• [TASK PROMPT] Search the listing for the string "credentials" and copy every line that contains it.
(WORKING DATA)
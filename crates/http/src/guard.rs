//! Request authentication and the write permission guard.

use axum::{
    extract::{Request, State},
    http::header,
    middleware::Next,
    response::Response,
};
use bookshelf_authz::{authenticated_or_read_only, AuthError, Decision, TokenAuthenticator};

use crate::error::AppError;

/// Authenticates the caller and rejects anonymous writes.
///
/// A valid principal is stored in the request extensions for handlers.
/// Present but invalid credentials fail with 401 even on reads.
pub async fn write_guard(
    State(authenticator): State<TokenAuthenticator>,
    mut req: Request,
    next: Next,
) -> Result<Response, AppError> {
    let header = match req.headers().get(header::AUTHORIZATION) {
        Some(value) => Some(value.to_str().map_err(|_| AuthError::MalformedHeader)?),
        None => None,
    };
    let principal = authenticator.authenticate(header)?;

    if authenticated_or_read_only(req.method().as_str(), principal.as_ref()) == Decision::Deny {
        tracing::warn!(
            method = %req.method(),
            uri = %req.uri(),
            "anonymous write rejected"
        );
        return Err(AppError::forbidden(
            "Authentication credentials were not provided.",
        ));
    }

    if let Some(principal) = principal {
        tracing::debug!(user = %principal.username, "request authenticated");
        req.extensions_mut().insert(principal);
    }

    Ok(next.run(req).await)
}
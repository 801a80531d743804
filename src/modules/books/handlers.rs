use axum::{
    extract::{
        rejection::{JsonRejection, PathRejection, QueryRejection},
        Path, Query, State,
    },
    http::StatusCode,
    Extension, Json,
};
use bookshelf_authz::Principal;
use bookshelf_db::{Book, BookPatch, Store, StoreError};
use bookshelf_http::error::AppError;

use super::filters::ListQueryResolver;
use super::models::{current_year, unknown_author, BookPayload};
use crate::query::pagination::{paginate, Page};
use crate::query::QueryParams;

const LIST_PATH: &str = "/api/books";

#[derive(Clone)]
pub struct BooksState {
    pub store: Store,
    pub page_size: usize,
}

/// Unknown authors on a book write are a problem with the `author` field.
fn author_field_error(err: StoreError) -> AppError {
    match err {
        StoreError::AuthorNotFound(id) => AppError::fields(vec![unknown_author(id)]),
        other => other.into(),
    }
}

pub async fn health_check() -> &'static str {
    "books module is healthy"
}

/// GET /api/books
pub async fn list_books(
    State(state): State<BooksState>,
    query: Result<Query<QueryParams>, QueryRejection>,
) -> Result<Json<Page<Book>>, AppError> {
    let Query(params) = query?;
    let resolver = ListQueryResolver::from_params(&params)?;

    let rows = resolver.resolve(state.store.list_books().await);
    let page = paginate(rows, &params, state.page_size, LIST_PATH)?;

    Ok(Json(page.map(|row| row.book)))
}

/// GET /api/books/{id}
pub async fn get_book(
    State(state): State<BooksState>,
    path: Result<Path<u64>, PathRejection>,
) -> Result<Json<Book>, AppError> {
    let Path(id) = path?;
    Ok(Json(state.store.get_book(id).await?))
}

/// POST /api/books/create
pub async fn create_book(
    State(state): State<BooksState>,
    Extension(principal): Extension<Principal>,
    payload: Result<Json<BookPayload>, JsonRejection>,
) -> Result<(StatusCode, Json<Book>), AppError> {
    let Json(payload) = payload?;
    let new_book = payload
        .into_new_book(current_year())
        .map_err(AppError::fields)?;

    let book = state
        .store
        .create_book(new_book)
        .await
        .map_err(author_field_error)?;

    tracing::info!(book_id = book.id, user = %principal.username, "book created");
    Ok((StatusCode::CREATED, Json(book)))
}

/// PUT /api/books/update/{id}
pub async fn replace_book(
    State(state): State<BooksState>,
    Extension(principal): Extension<Principal>,
    path: Result<Path<u64>, PathRejection>,
    payload: Result<Json<BookPayload>, JsonRejection>,
) -> Result<Json<Book>, AppError> {
    let Path(id) = path?;
    state.store.get_book(id).await?;

    let Json(payload) = payload?;
    let patch = payload
        .into_new_book(current_year())
        .map(BookPatch::from)
        .map_err(AppError::fields)?;

    apply_update(&state, &principal, id, patch).await
}

/// PATCH /api/books/update/{id}
pub async fn patch_book(
    State(state): State<BooksState>,
    Extension(principal): Extension<Principal>,
    path: Result<Path<u64>, PathRejection>,
    payload: Result<Json<BookPayload>, JsonRejection>,
) -> Result<Json<Book>, AppError> {
    let Path(id) = path?;
    state.store.get_book(id).await?;

    let Json(payload) = payload?;
    let patch = payload
        .into_patch(current_year())
        .map_err(AppError::fields)?;

    apply_update(&state, &principal, id, patch).await
}

async fn apply_update(
    state: &BooksState,
    principal: &Principal,
    id: u64,
    patch: BookPatch,
) -> Result<Json<Book>, AppError> {
    let book = state
        .store
        .update_book(id, patch)
        .await
        .map_err(author_field_error)?;

    tracing::info!(book_id = book.id, user = %principal.username, "book updated");
    Ok(Json(book))
}

/// DELETE /api/books/delete/{id}
pub async fn delete_book(
    State(state): State<BooksState>,
    Extension(principal): Extension<Principal>,
    path: Result<Path<u64>, PathRejection>,
) -> Result<StatusCode, AppError> {
    let Path(id) = path?;
    state.store.delete_book(id).await?;

    tracing::info!(book_id = id, user = %principal.username, "book deleted");
    Ok(StatusCode::NO_CONTENT)
}
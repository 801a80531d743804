//! `ordering=key,-other` parsing and stable composite sorting.

use std::cmp::Ordering;
use std::str::FromStr;

use super::QueryError;

pub const ORDERING_PARAM: &str = "ordering";

/// One sort dimension of an `ordering` parameter.
#[derive(Debug, Clone, Copy, PartialEq, Eq)]
pub struct OrderTerm<K> {
    pub key: K,
    pub descending: bool,
}

impl<K> OrderTerm<K> {
    pub const fn asc(key: K) -> Self {
        Self {
            key,
            descending: false,
        }
    }
}

/// Parse a comma-separated ordering list. Blank segments are skipped; a list
/// with no terms at all yields `default`.
pub fn parse_ordering<K>(raw: Option<&str>, default: &[OrderTerm<K>]) -> Result<Vec<OrderTerm<K>>, QueryError>
where
    K: FromStr + Copy,
{
    let mut terms = Vec::new();

    for segment in raw.unwrap_or_default().split(',') {
        let segment = segment.trim();
        if segment.is_empty() {
            continue;
        }

        let (name, descending) = match segment.strip_prefix('-') {
            Some(name) => (name, true),
            None => (segment, false),
        };
        let key = name
            .parse::<K>()
            .map_err(|_| QueryError::UnknownOrderingKey {
                key: name.to_string(),
            })?;
        terms.push(OrderTerm { key, descending });
    }

    if terms.is_empty() {
        terms.extend_from_slice(default);
    }
    Ok(terms)
}

/// Stable lexicographic sort over `terms`; rows equal on every term keep their input order.
pub fn sort_by_terms<T, K, F>(rows: &mut [T], terms: &[OrderTerm<K>], compare: F)
where
    K: Copy,
    F: Fn(&T, &T, K) -> Ordering,
{
    rows.sort_by(|a, b| {
        terms.iter().fold(Ordering::Equal, |acc, term| {
            acc.then_with(|| {
                let ord = compare(a, b, term.key);
                if term.descending {
                    ord.reverse()
                } else {
                    ord
                }
            })
        })
    });
}

#[cfg(test)]
mod tests {
    use super::*;

    #[derive(Debug, Clone, Copy, PartialEq, Eq)]
    enum Key {
        Name,
        Rank,
    }

    impl FromStr for Key {
        type Err = ();

        fn from_str(s: &str) -> Result<Self, Self::Err> {
            match s {
                "name" => Ok(Key::Name),
                "rank" => Ok(Key::Rank),
                _ => Err(()),
            }
        }
    }

    const DEFAULT: &[OrderTerm<Key>] = &[OrderTerm::asc(Key::Name)];

    fn desc(key: Key) -> OrderTerm<Key> {
        OrderTerm {
            key,
            descending: true,
        }
    }

    #[test]
    fn parses_directions_in_order() {
        let terms = parse_ordering(Some("rank, -name"), DEFAULT).unwrap();
        assert_eq!(terms, vec![OrderTerm::asc(Key::Rank), desc(Key::Name)]);
    }

    #[test]
    fn absent_or_blank_uses_default() {
        assert_eq!(parse_ordering::<Key>(None, DEFAULT).unwrap(), DEFAULT.to_vec());
        assert_eq!(parse_ordering(Some(" , "), DEFAULT).unwrap(), DEFAULT.to_vec());
    }

    #[test]
    fn unknown_key_is_rejected() {
        let err = parse_ordering(Some("name,-isbn"), DEFAULT).unwrap_err();
        assert_eq!(
            err,
            QueryError::UnknownOrderingKey {
                key: "isbn".to_string()
            }
        );
    }

    #[test]
    fn composite_sort_is_stable() {
        // (name, rank, original position)
        let mut rows = vec![("b", 1, 0), ("a", 2, 1), ("b", 1, 2), ("a", 1, 3)];
        let terms = [desc(Key::Name), OrderTerm::asc(Key::Rank)];
        sort_by_terms(&mut rows, &terms, |x, y, key| match key {
            Key::Name => x.0.cmp(y.0),
            Key::Rank => x.1.cmp(&y.1),
        });
        let positions: Vec<_> = rows.iter().map(|row| row.2).collect();
        assert_eq!(positions, vec![0, 2, 3, 1]);
    }
}
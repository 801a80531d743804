//! Book list query resolution: field filters, then free-text search, then ordering.

use std::cmp::Ordering;
use std::num::IntErrorKind;
use std::str::FromStr;

use bookshelf_db::BookWithAuthor;

use crate::query::ordering::{parse_ordering, sort_by_terms, OrderTerm, ORDERING_PARAM};
use crate::query::{icontains, non_blank, QueryError, QueryParams};

pub const SEARCH_PARAM: &str = "search";

/// Sort dimensions accepted by `ordering`.
#[derive(Debug, Clone, Copy, PartialEq, Eq)]
pub enum BookOrderKey {
    Id,
    Title,
    PublicationYear,
    AuthorName,
}

impl FromStr for BookOrderKey {
    type Err = ();

    fn from_str(key: &str) -> Result<Self, Self::Err> {
        match key {
            "id" => Ok(Self::Id),
            "title" => Ok(Self::Title),
            "publication_year" => Ok(Self::PublicationYear),
            "author__name" => Ok(Self::AuthorName),
            _ => Err(()),
        }
    }
}

pub const DEFAULT_ORDERING: &[OrderTerm<BookOrderKey>] = &[OrderTerm::asc(BookOrderKey::Title)];

/// Field filters recognised on the book list. Every present filter must hold.
#[derive(Debug, Clone, Default, PartialEq, Eq)]
pub struct BookFilter {
    pub year: Option<i32>,
    pub year_gt: Option<i32>,
    pub year_gte: Option<i32>,
    pub year_lt: Option<i32>,
    pub year_lte: Option<i32>,
    /// lowercase
    pub title_contains: Option<String>,
    pub title_exact: Option<String>,
    /// lowercase
    pub title_starts_with: Option<String>,
    /// lowercase
    pub author_name_contains: Option<String>,
    pub author_name_exact: Option<String>,
}

fn year_param(params: &QueryParams, key: &str) -> Result<Option<i32>, QueryError> {
    non_blank(params, key)
        .map(|raw| {
            raw.parse::<i32>().map_err(|err| {
                let (param, value) = (key.to_string(), raw.to_string());
                match err.kind() {
                    IntErrorKind::PosOverflow | IntErrorKind::NegOverflow => {
                        QueryError::YearOutOfRange { param, value }
                    }
                    _ => QueryError::InvalidNumber { param, value },
                }
            })
        })
        .transpose()
}

fn lowercase_param(params: &QueryParams, key: &str) -> Option<String> {
    non_blank(params, key).map(str::to_lowercase)
}

/// Compared verbatim; only blankness is judged on the trimmed value.
fn exact_param(params: &QueryParams, key: &str) -> Option<String> {
    non_blank(params, key).and(params.get(key)).cloned()
}

impl BookFilter {
    /// Read the recognised filter keys; anything else in `params` is ignored.
    pub fn from_params(params: &QueryParams) -> Result<Self, QueryError> {
        Ok(Self {
            year: year_param(params, "publication_year")?,
            year_gt: year_param(params, "publication_year__gt")?,
            year_gte: year_param(params, "publication_year__gte")?,
            year_lt: year_param(params, "publication_year__lt")?,
            year_lte: year_param(params, "publication_year__lte")?,
            title_contains: lowercase_param(params, "title"),
            title_exact: exact_param(params, "title__exact"),
            title_starts_with: lowercase_param(params, "title__startswith"),
            author_name_contains: lowercase_param(params, "author__name"),
            author_name_exact: exact_param(params, "author__name__exact"),
        })
    }

    pub fn matches(&self, row: &BookWithAuthor) -> bool {
        let year = row.book.publication_year;
        let title = &row.book.title;
        let author = &row.author_name;

        self.year.map_or(true, |v| year == v)
            && self.year_gt.map_or(true, |v| year > v)
            && self.year_gte.map_or(true, |v| year >= v)
            && self.year_lt.map_or(true, |v| year < v)
            && self.year_lte.map_or(true, |v| year <= v)
            && self
                .title_contains
                .as_deref()
                .map_or(true, |v| icontains(title, v))
            && self.title_exact.as_deref().map_or(true, |v| title == v)
            && self
                .title_starts_with
                .as_deref()
                .map_or(true, |v| title.to_lowercase().starts_with(v))
            && self
                .author_name_contains
                .as_deref()
                .map_or(true, |v| icontains(author, v))
            && self
                .author_name_exact
                .as_deref()
                .map_or(true, |v| author == v)
    }
}

/// Stage 1: keep rows satisfying every field filter.
pub fn apply_filters(rows: Vec<BookWithAuthor>, filter: &BookFilter) -> Vec<BookWithAuthor> {
    rows.into_iter().filter(|row| filter.matches(row)).collect()
}

/// Stage 2: keep rows whose title or author name contains `query`, ignoring case.
pub fn apply_search(rows: Vec<BookWithAuthor>, query: Option<&str>) -> Vec<BookWithAuthor> {
    let Some(query) = query else {
        return rows;
    };
    let needle = query.to_lowercase();
    rows.into_iter()
        .filter(|row| icontains(&row.book.title, &needle) || icontains(&row.author_name, &needle))
        .collect()
}

fn compare(a: &BookWithAuthor, b: &BookWithAuthor, key: BookOrderKey) -> Ordering {
    match key {
        BookOrderKey::Id => a.book.id.cmp(&b.book.id),
        BookOrderKey::Title => a.book.title.cmp(&b.book.title),
        BookOrderKey::PublicationYear => a.book.publication_year.cmp(&b.book.publication_year),
        BookOrderKey::AuthorName => a.author_name.cmp(&b.author_name),
    }
}

/// Stage 3: stable composite sort.
pub fn apply_ordering(
    mut rows: Vec<BookWithAuthor>,
    terms: &[OrderTerm<BookOrderKey>],
) -> Vec<BookWithAuthor> {
    sort_by_terms(&mut rows, terms, compare);
    rows
}

/// A fully parsed book list query.
#[derive(Debug, Clone, PartialEq, Eq)]
pub struct ListQueryResolver {
    filter: BookFilter,
    search: Option<String>,
    ordering: Vec<OrderTerm<BookOrderKey>>,
}

impl ListQueryResolver {
    /// Parse every recognised parameter up front so a bad value fails before any work.
    pub fn from_params(params: &QueryParams) -> Result<Self, QueryError> {
        Ok(Self {
            filter: BookFilter::from_params(params)?,
            search: non_blank(params, SEARCH_PARAM).map(str::to_string),
            ordering: parse_ordering(params.get(ORDERING_PARAM).map(String::as_str), DEFAULT_ORDERING)?,
        })
    }

    pub fn resolve(&self, rows: Vec<BookWithAuthor>) -> Vec<BookWithAuthor> {
        let rows = apply_filters(rows, &self.filter);
        let rows = apply_search(rows, self.search.as_deref());
        apply_ordering(rows, &self.ordering)
    }
}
(End WORKING DATA)
• [REPLY]
/// Present but invalid credentials fail with 401 even on reads.
            "Authentication credentials were not provided.",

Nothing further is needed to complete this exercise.